TASK OBJECTIVE: Output the data in full and exactly as presented.

PROVIDED INFORMATION:
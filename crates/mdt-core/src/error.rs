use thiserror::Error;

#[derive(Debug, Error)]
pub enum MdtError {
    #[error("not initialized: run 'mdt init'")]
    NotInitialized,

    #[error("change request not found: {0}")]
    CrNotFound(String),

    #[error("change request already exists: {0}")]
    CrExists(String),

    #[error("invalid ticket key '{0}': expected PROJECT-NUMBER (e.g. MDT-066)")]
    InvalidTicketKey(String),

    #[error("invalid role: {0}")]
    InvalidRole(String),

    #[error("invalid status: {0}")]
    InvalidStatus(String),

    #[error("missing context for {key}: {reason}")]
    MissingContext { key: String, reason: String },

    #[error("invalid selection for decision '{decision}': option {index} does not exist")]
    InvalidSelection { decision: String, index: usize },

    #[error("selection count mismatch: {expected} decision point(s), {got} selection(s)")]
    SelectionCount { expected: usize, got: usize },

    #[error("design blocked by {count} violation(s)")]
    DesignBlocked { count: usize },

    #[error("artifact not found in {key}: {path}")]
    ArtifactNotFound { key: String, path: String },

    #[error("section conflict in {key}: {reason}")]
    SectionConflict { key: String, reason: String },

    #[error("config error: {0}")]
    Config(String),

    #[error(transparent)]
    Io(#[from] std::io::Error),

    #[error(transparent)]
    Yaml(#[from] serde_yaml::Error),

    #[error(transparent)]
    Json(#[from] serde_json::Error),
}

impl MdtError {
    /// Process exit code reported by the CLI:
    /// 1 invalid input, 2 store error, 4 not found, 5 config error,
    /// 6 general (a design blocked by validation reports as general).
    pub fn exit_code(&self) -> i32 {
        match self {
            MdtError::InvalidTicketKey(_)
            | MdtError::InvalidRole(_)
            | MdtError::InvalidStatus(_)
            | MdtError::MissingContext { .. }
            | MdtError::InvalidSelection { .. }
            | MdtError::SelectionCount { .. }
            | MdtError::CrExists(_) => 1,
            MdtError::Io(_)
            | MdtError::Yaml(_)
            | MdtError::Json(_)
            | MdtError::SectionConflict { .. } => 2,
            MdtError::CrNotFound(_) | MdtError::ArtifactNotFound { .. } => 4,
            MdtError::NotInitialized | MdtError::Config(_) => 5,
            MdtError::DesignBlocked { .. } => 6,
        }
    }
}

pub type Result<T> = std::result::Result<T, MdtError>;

EXERCISE RESULT:
filename crates/mdt-core/src/error.rs
use thiserror::Error;

#[derive(Debug, Error)]
pub enum MdtError {
    #[error("not initialized: run 'mdt init'")]
    NotInitialized,

    #[error("change request not found: {0}")]
    CrNotFound(String),

    #[error("change request already exists: {0}")]
    CrExists(String),

    #[error("invalid ticket key '{0}': expected PROJECT-NUMBER (e.g. MDT-066)")]
    InvalidTicketKey(String),

    #[error("invalid role: {0}")]
    InvalidRole(String),

    #[error("invalid status: {0}")]
    InvalidStatus(String),

    #[error("missing context for {key}: {reason}")]
    MissingContext { key: String, reason: String },

    #[error("invalid selection for decision '{decision}': option {index} does not exist")]
    InvalidSelection { decision: String, index: usize },

    #[error("selection count mismatch: {expected} decision point(s), {got} selection(s)")]
    SelectionCount { expected: usize, got: usize },

    #[error("design blocked by {count} violation(s)")]
    DesignBlocked { count: usize },

    #[error("artifact not found in {key}: {path}")]
    ArtifactNotFound { key: String, path: String },

    #[error("section conflict in {key}: {reason}")]
    SectionConflict { key: String, reason: String },

    #[error("config error: {0}")]
    Config(String),

    #[error(transparent)]
    Io(#[from] std::io::Error),

    #[error(transparent)]
    Yaml(#[from] serde_yaml::Error),

    #[error(transparent)]
    Json(#[from] serde_json::Error),
}

impl MdtError {
    /// Process exit code reported by the CLI:
    /// 1 invalid input, 2 store error, 4 not found, 5 config error,
    /// 6 general (a design blocked by validation reports as general).
    pub fn exit_code(&self) -> i32 {
        match self {
            MdtError::InvalidTicketKey(_)
            | MdtError::InvalidRole(_)
            | MdtError::InvalidStatus(_)
            | MdtError::MissingContext { .. }
            | MdtError::InvalidSelection { .. }
            | MdtError::SelectionCount { .. }
            | MdtError::CrExists(_) => 1,
            MdtError::Io(_)
            | MdtError::Yaml(_)
            | MdtError::Json(_)
            | MdtError::SectionConflict { .. } => 2,
            MdtError::CrNotFound(_) | MdtError::ArtifactNotFound { .. } => 4,
            MdtError::NotInitialized | MdtError::Config(_) => 5,
            MdtError::DesignBlocked { .. } => 6,
        }
    }
}

pub type Result<T> = std::result::Result<T, MdtError>;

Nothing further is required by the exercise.